Copy Pasta and its effects on Code Quality (a.k.a. Term Paper on Code Clones)

I’ve been keeping very busy since I moved to Norway for my internship, but today finally was one of those rainy October Sundays so I had the time to sit down and finally finish this post which I have been meaning to write for a little over a year but never got around to. Well, here it goes: All the stuff below is based on the German paper I wrote for this class, which is in turn based on the publications referenced in the paper and at the bottom of this page. Any gross oversimplifications and inaccuracies are entirely my fault.

Way back in the 6th semester of my Bachelor’s at TUM I had the opportunity to take a seminar class focusing on software quality. The general idea was to get a better understanding of what good code quality is and go beyond the notion of “a good developer know good code when they see it” and also to investigate if there are metrics that might be interesting. My topic was code clones and I was working under the supervision of a researcher at TUM who has published on exactly this topic.

What is a Code Clone?

First up, let’s define what we mean by Code Clone. One definition seems immediately obvious:

“Code Clones are segments of code that are similar according to some definition of similarity.” – Ira Baxter

However, that doesn’t really help us if we want a computer to analyze code to find clones. So let’s take a look at a definition used in literature that we can throw at a computer:

Type I clones: two segments are clones if they are identical save for whitespace and comments.
Type II clones: allow for consistent renaming of identifiers and changing the values of literals.
Type III clones: several statements may be different between clones.

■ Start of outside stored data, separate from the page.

impl Blockchain {
    /// Create a new blockchain holding only the genesis block
    pub fn new(difficulty: u32) -> Result<Self, BlockchainError> {
        if difficulty > MAX_DIFFICULTY {
            return Err(BlockchainError::InvalidDifficulty(difficulty));
        }

        Ok(Self {
            blocks: vec![Block::genesis()],
            difficulty,
            utxos: UtxoSet::new(),
            undo: vec![UndoData::default()],
            confirmed: HashMap::new(),
            mempool: Mempool::new(),
        })
    }

    // =========================================================================
    // Accessors
    // =========================================================================

    /// Get the latest block
    pub fn latest_block(&self) -> &Block {
        // `blocks` always holds at least the genesis block
        &self.blocks[self.blocks.len() - 1]
    }

    /// Get blockchain height (index of the tip)
    pub fn height(&self) -> u64 {
        self.latest_block().index()
    }

    /// Number of blocks, genesis included
    pub fn len(&self) -> usize {
        self.blocks.len()
    }

    pub fn is_empty(&self) -> bool {
        self.blocks.is_empty()
    }

    pub fn blocks(&self) -> &[Block] {
        &self.blocks
    }

    /// Get a block by index
    pub fn get_block(&self, index: u64) -> Option<&Block> {
        self.blocks.get(index as usize)
    }

    /// Get a block by hash
    pub fn get_block_by_hash(&self, hash: &str) -> Option<&Block> {
        self.blocks.iter().find(|b| b.hash() == hash)
    }

    pub fn utxos(&self) -> &UtxoSet {
        &self.utxos
    }

    pub fn mempool(&self) -> &Mempool {
        &self.mempool
    }

    pub fn difficulty(&self) -> u32 {
        self.difficulty
    }

    /// Whether the transaction is part of the chain
    pub fn is_confirmed(&self, txid: &str) -> bool {
        self.confirmed.contains_key(txid)
    }

    /// Look up a confirmed or pending transaction body
    pub fn get_transaction(&self, txid: &str) -> Option<&Transaction> {
        self.confirmed.get(txid).or_else(|| self.mempool.get(txid))
    }

    /// Bodies of all confirmed transactions in chain order
    pub fn confirmed_transactions(&self) -> Vec<Transaction> {
        self.blocks
            .iter()
            .flat_map(|block| block.transactions())
            .filter_map(|txid| self.confirmed.get(txid).cloned())
            .collect()
    }

    // =========================================================================
    // Transaction admission
    // =========================================================================

    /// Validate a transaction and add it to the mempool
    ///
    /// Returns `Ok(false)` if it is already pending.
    pub fn submit_transaction(&mut self, tx: Transaction) -> Result<bool, TransactionError> {
        tx.validate_structure()?;

        let txid = tx.id();
        if self.mempool.contains(&txid) {
            return Ok(false);
        }
        if self.confirmed.contains_key(&txid) {
            return Err(TransactionError::AlreadyConfirmed(txid));
        }

        tx.verify_authorization(&self.utxos)?;

        for outpoint in tx.spent_outpoints() {
            if self.mempool.spends(&outpoint).is_some() {
                return Err(TransactionError::ConflictsWithPending(outpoint));
            }
        }

        self.utxos.check_spendable(&tx)?;

        log::info!("Transaction {} added to mempool", txid);
        Ok(self.mempool.add(tx))
    }

    // =========================================================================
    // Block acceptance
    // =========================================================================

    /// Unsolved block on top of the tip confirming `transactions`
    pub fn mine_candidate(&self, transactions: &[Transaction], timestamp: i64) -> Block {
        let tip = self.latest_block();
        Block::new(
            tip.index() + 1,
            timestamp,
            transactions.iter().map(Transaction::id).collect(),
            tip.hash().to_string(),
        )
    }

    /// Append a block to the tip
    ///
    /// The block's transactions must be pending in the mempool. On error
    /// nothing changes.
    pub fn extend(&mut self, block: Block) -> Result<(), BlockchainError> {
        check_header(&block, self.latest_block(), self.difficulty)?;

        let mempool = &self.mempool;
        let (txs, undo) = connect_block(&mut self.utxos, &self.confirmed, &block, |txid| {
            mempool.get(txid)
        })?;

        let ids: Vec<TxId> = block.transactions().to_vec();
        for tx in txs {
            self.confirmed.insert(tx.id(), tx);
        }
        self.undo.push(undo);
        self.mempool.remove(&ids);
        let dropped = self.mempool.remove_conflicting(&self.utxos);

        log::info!(
            "Block {} accepted: {} ({} transactions, {} pending dropped)",
            block.index(),
            block.hash(),
            ids.len(),
            dropped.len()
        );
        self.blocks.push(block);
        Ok(())
    }

    // =========================================================================
    // Fork choice
    // =========================================================================

    /// Replace the local chain with `candidate` if it is strictly longer and
    /// fully valid
    ///
    /// `bodies` supplies the transactions the candidate references; bodies
    /// already known locally need not be repeated.
    pub fn replace_chain(&mut self, candidate: Vec<Block>, bodies: Vec<Transaction>) -> ForkChoice {
        let previous_length = self.blocks.len();

        if candidate.is_empty() {
            return self.reject(BlockchainError::EmptyChain);
        }
        if candidate.len() <= previous_length {
            log::debug!(
                "Keeping local chain ({} blocks) over candidate ({} blocks)",
                previous_length,
                candidate.len()
            );
            return ForkChoice::KeptLocal;
        }
        if candidate[0] != self.blocks[0] {
            return self.reject(BlockchainError::InvalidGenesis);
        }

        // Shared prefix: only blocks identical to ours are skipped
        let fork = candidate
            .iter()
            .zip(&self.blocks)
            .take_while(|(theirs, ours)| theirs == ours)
            .count();

        let mut utxos = self.utxos.clone();
        let mut confirmed = self.confirmed.clone();
        let mut abandoned = Vec::new();

        for index in (fork..previous_length).rev() {
            utxos.revert(&self.undo[index]);
            for txid in self.blocks[index].transactions() {
                if let Some(tx) = confirmed.remove(txid) {
                    abandoned.push(tx);
                }
            }
        }
        abandoned.reverse();

        let mut pool: HashMap<TxId, Transaction> = HashMap::new();
        let known = self.mempool.snapshot().into_iter().chain(abandoned.iter().cloned());
        for tx in known.chain(bodies) {
            pool.insert(tx.id(), tx);
        }

        let mut undo = self.undo[..fork].to_vec();
        let mut included = Vec::new();
        for index in fork..candidate.len() {
            let block = &candidate[index];
            if let Err(e) = check_header(block, &candidate[index - 1], self.difficulty) {
                return self.reject(e);
            }

            match connect_block(&mut utxos, &confirmed, block, |txid| pool.get(txid)) {
                Ok((txs, block_undo)) => {
                    for tx in txs {
                        included.push(tx.id());
                        confirmed.insert(tx.id(), tx);
                    }
                    undo.push(block_undo);
                }
                Err(e) => return self.reject(e),
            }
        }

        self.blocks = candidate;
        self.utxos = utxos;
        self.undo = undo;
        self.confirmed = confirmed;

        self.mempool.remove(&included);
        let mut restored = 0;
        for tx in abandoned {
            if self.submit_transaction(tx).unwrap_or(false) {
                restored += 1;
            }
        }
        let dropped = self.mempool.remove_conflicting(&self.utxos);

        log::info!(
            "Chain replaced: {} -> {} blocks (fork at {}, {} transactions restored, {} pending dropped)",
            previous_length,
            self.blocks.len(),
            fork,
            restored,
            dropped.len()
        );

        ForkChoice::Adopted {
            previous_length,
            new_length: self.blocks.len(),
        }
    }

    fn reject(&self, error: BlockchainError) -> ForkChoice {
        log::warn!("Rejected candidate chain: {}", error);
        ForkChoice::Rejected(error)
    }

    // =========================================================================
    // Validation
    // =========================================================================

    /// Validate the entire chain from genesis
    pub fn is_valid(&self) -> bool {
        if self.blocks.first() != Some(&Block::genesis()) {
            return false;
        }

        let mut utxos = UtxoSet::new();
        let mut confirmed = HashMap::new();
        for pair in self.blocks.windows(2) {
            let (parent, block) = (&pair[0], &pair[1]);
            if check_header(block, parent, self.difficulty).is_err() {
                return false;
            }
            match connect_block(&mut utxos, &confirmed, block, |txid| self.confirmed.get(txid)) {
                Ok((txs, _)) => {
                    for tx in txs {
                        confirmed.insert(tx.id(), tx);
                    }
                }
                Err(_) => return false,
            }
        }

        utxos == self.utxos
    }

    /// Get chain statistics
    pub fn stats(&self) -> ChainStats {
        ChainStats {
            height: self.height(),
            total_blocks: self.blocks.len(),
            total_transactions: self.confirmed.len(),
            utxo_count: self.utxos.len(),
            pending_transactions: self.mempool.len(),
            difficulty: self.difficulty,
            latest_hash: self.latest_block().hash().to_string(),
        }
    }
}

I guess it is example time!

Different fragments of code (with hard-to-decipher German comments 😉 )

Code fragments A and B obviously form a Type I clone – they are identical save for whitespace and comments. A/C and B/C are Type II clones, the only difference is that someone decided to switch x and y. For A/D, B/D and C/D it is a different story: Here the method call is added, making it a Type III clone.
The definition of Type III clones seems a bit vague, so there are several ways to make this definition more exact e.g. fixing an upper threshold for the edit distance between two clone candidates. Another issue is that according to the definition above, even if just one line is copied, we already have a code clone, which doesn’t make sense from a practical point of view. So usually a minimum length requirement for code clones is added to fix this issue.

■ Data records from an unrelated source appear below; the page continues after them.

//! Transaction pool (mempool) for pending transactions
//!
//! Holds validated transactions waiting to be included in a block,
//! deduplicated by id and kept in arrival order. Validation happens in the
//! chain state before a transaction reaches the pool.

use crate::core::{OutPoint, Transaction, TxId, UtxoSet};
use chrono::Utc;
use serde::Serialize;
use std::collections::HashMap;

// =============================================================================
// Mempool Entry
// =============================================================================

/// Entry in the mempool with metadata
#[derive(Debug, Clone)]
pub struct MempoolEntry {
    /// The transaction
    pub tx: Transaction,
    /// When the transaction was added (Unix timestamp)
    pub added_time: i64,
}

impl MempoolEntry {
    pub fn new(tx: Transaction, added_time: i64) -> Self {
        Self { tx, added_time }
    }
}

// =============================================================================
// Mempool
// =============================================================================

/// Memory pool for pending transactions
#[derive(Debug, Default, Clone)]
pub struct Mempool {
    /// Transactions indexed by ID
    entries: HashMap<TxId, MempoolEntry>,
    /// Transaction IDs in order of arrival
    by_time: Vec<TxId>,
    /// Outpoint to the pending transaction spending it
    spent_by: HashMap<OutPoint, TxId>,
}

impl Mempool {
    /// Create a new mempool
    pub fn new() -> Self {
        Self::default()
    }

    /// Add a transaction; returns false and does nothing if it is already
    /// pending
    pub fn add(&mut self, tx: Transaction) -> bool {
        let id = tx.id();
        if self.entries.contains_key(&id) {
            return false;
        }

        for outpoint in tx.spent_outpoints() {
            self.spent_by.insert(outpoint, id.clone());
        }
        self.by_time.push(id.clone());
        self.entries
            .insert(id, MempoolEntry::new(tx, Utc::now().timestamp()));
        true
    }

    /// Remove a transaction from the pool
    pub fn remove_transaction(&mut self, id: &str) -> Option<Transaction> {
        let entry = self.entries.remove(id)?;
        self.by_time.retain(|pending| pending != id);
        for outpoint in entry.tx.spent_outpoints() {
            if self.spent_by.get(&outpoint).map(String::as_str) == Some(id) {
                self.spent_by.remove(&outpoint);
            }
        }
        Some(entry.tx)
    }

    /// Remove transactions by id; absent ids are ignored
    pub fn remove<S: AsRef<str>>(&mut self, ids: &[S]) {
        for id in ids {
            self.remove_transaction(id.as_ref());
        }
    }

    /// Point-in-time copy of the pending transactions in arrival order
    pub fn snapshot(&self) -> Vec<Transaction> {
        self.by_time
            .iter()
            .filter_map(|id| self.entries.get(id).map(|e| e.tx.clone()))
            .collect()
    }

    /// Id of the pending transaction spending `outpoint`, if any
    pub fn spends(&self, outpoint: &OutPoint) -> Option<&TxId> {
        self.spent_by.get(outpoint)
    }

    /// Drop pending transactions whose inputs no longer exist in `utxos`
    ///
    /// Returns the ids that were dropped.
    pub fn remove_conflicting(&mut self, utxos: &UtxoSet) -> Vec<TxId> {
        let stale: Vec<TxId> = self
            .by_time
            .iter()
            .filter(|id| {
                self.entries.get(*id).is_some_and(|entry| {
                    entry
                        .tx
                        .spent_outpoints()
                        .any(|outpoint| !utxos.contains(&outpoint))
                })
            })
            .cloned()
            .collect();

        self.remove(&stale);
        stale
    }

    /// Get a transaction by ID
    pub fn get(&self, id: &str) -> Option<&Transaction> {
        self.entries.get(id).map(|e| &e.tx)
    }

    /// Check if a transaction is in the pool
    pub fn contains(&self, id: &str) -> bool {
        self.entries.contains_key(id)
    }

    /// Get the number of pending transactions
    pub fn len(&self) -> usize {
        self.entries.len()
    }

    /// Check if the pool is empty
    pub fn is_empty(&self) -> bool {
        self.entries.is_empty()
    }

    /// Pending ids in arrival order
    pub fn transaction_ids(&self) -> Vec<TxId> {
        self.by_time.clone()
    }

    /// Get mempool statistics
    pub fn stats(&self) -> MempoolStats {
        MempoolStats {
            tx_count: self.entries.len(),
            total_output: self
                .entries
                .values()
                .fold(0i64, |acc, e| acc.saturating_add(e.tx.total_output() as i64)),
            oldest_added_time: self.entries.values().map(|e| e.added_time).min(),
        }
    }
}

/// Mempool statistics
#[derive(Debug, Clone, Serialize)]
pub struct MempoolStats {
    pub tx_count: usize,
    pub total_output: i64,
    pub oldest_added_time: Option<i64>,
}

// =============================================================================
// Tests
// =============================================================================

#[cfg(test)]
mod tests {
    use super::*;
    use crate::core::{TransactionBuilder, TransactionOutput};

    fn issue(address: &str, amount: i64) -> Transaction {
        Transaction::issuance(vec![TransactionOutput::new(address, amount)])
    }

    #[test]
    fn test_mempool_add_remove() {
        let mut mempool = Mempool::new();
        let tx = issue("alice", 10);
        let id = tx.id();

        assert!(mempool.add(tx));
        assert!(mempool.contains(&id));
        assert_eq!(mempool.len(), 1);

        mempool.remove(&[id.clone()]);
        assert!(mempool.is_empty());
        assert!(mempool.get(&id).is_none());
    }

    #[test]
    fn test_mempool_duplicate() {
        let mut mempool = Mempool::new();
        assert!(mempool.add(issue("alice", 10)));
        assert!(!mempool.add(issue("alice", 10)));
        assert_eq!(mempool.len(), 1);
    }

    #[test]
    fn test_remove_absent_is_noop() {
        let mut mempool = Mempool::new();
        mempool.add(issue("alice", 10));
        mempool.remove(&["missing"]);
        mempool.remove::<String>(&[]);
        assert_eq!(mempool.len(), 1);
    }

    #[test]
    fn test_snapshot_in_arrival_order() {
        let mut mempool = Mempool::new();
        let txs: Vec<Transaction> = (0..5).map(|i| issue("alice", i)).collect();
        for tx in &txs {
            mempool.add(tx.clone());
        }

        let snapshot = mempool.snapshot();
        assert_eq!(snapshot, txs);

        // The snapshot is a copy
        mempool.remove(&[txs[0].id()]);
        assert_eq!(snapshot.len(), 5);
        assert_eq!(mempool.snapshot().len(), 4);
    }

    #[test]
    fn test_spends_index() {
        let mut mempool = Mempool::new();
        let outpoint = OutPoint::new("aa".repeat(32), 0);
        let tx = TransactionBuilder::new()
            .add_input(&outpoint)
            .add_output("bob", 1)
            .build();
        let id = tx.id();
        mempool.add(tx);

        assert_eq!(mempool.spends(&outpoint), Some(&id));
        mempool.remove(&[id]);
        assert!(mempool.spends(&outpoint).is_none());
    }

    #[test]
    fn test_remove_conflicting() {
        let mut utxos = UtxoSet::new();
        let funding = issue("alice", 10);
        utxos.apply(&funding).unwrap();

        let live = TransactionBuilder::new()
            .add_input(&OutPoint::new(funding.id(), 0))
            .add_output("bob", 10)
            .build();
        let dead = TransactionBuilder::new()
            .add_input(&OutPoint::new("bb".repeat(32), 0))
            .add_output("bob", 10)
            .build();

        let mut mempool = Mempool::new();
        mempool.add(live.clone());
        mempool.add(dead.clone());
        mempool.add(issue("carol", 1));

        let dropped = mempool.remove_conflicting(&utxos);
        assert_eq!(dropped, vec![dead.id()]);
        assert!(mempool.contains(&live.id()));
        assert_eq!(mempool.len(), 2);
    }

    #[test]
    fn test_mempool_stats() {
        let mut mempool = Mempool::new();
        assert_eq!(mempool.stats().tx_count, 0);
        assert!(mempool.stats().oldest_added_time.is_none());

        mempool.add(issue("alice", 3));
        mempool.add(issue("bob", 4));
        let stats = mempool.stats();
        assert_eq!(stats.tx_count, 2);
        assert_eq!(stats.total_output, 7);
        assert!(stats.oldest_added_time.is_some());
    }
}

Real-world example of a Type III clone from Art of Illusion

Why are developers cloning code?

There are a lot of different reasons, but they can be roughly divided into forced duplication and avoidable duplication. The first category includes cases where the programming language used does not allow for the desired abstraction: A classical example would be that Multiple Implementation Inheritance is not supported in Java or C#. While in a language that fully supports it there might be ways to avoid code clones the same thing may not be possible in those languages. Another example that falls into this category are Cross-Cutting-Concerns (e.g. logging or Null-Checks for all reference parameters). If the language does not support aspect-oriented programming, this can be another cause of forced duplication.
The other group of reasons leads to avoidable duplication. The most obvious case here is that the programmers lack the necessary skills and knowledge of a programming language to avoid duplication despite the language offering appropriate abstractions. Another big reason is developers using Copy&Paste as their methodology for developing: We’ve all been there: Instead of coming up with entirely new code, code somewhere else in the program that does something similar is simply copied over and then tweaked until it fulfills the new requirements. There’s absolutely nothing wrong with that, but the next step should be thinking about possible ways to reuse this fragment of code and remove the duplication. But alas, software development typically happens under really tight deadlines: Just leaving the copied code in there instead of properly refactoring is faster than doing it by the book. The “only” disadvantage is that it accrues technical debt.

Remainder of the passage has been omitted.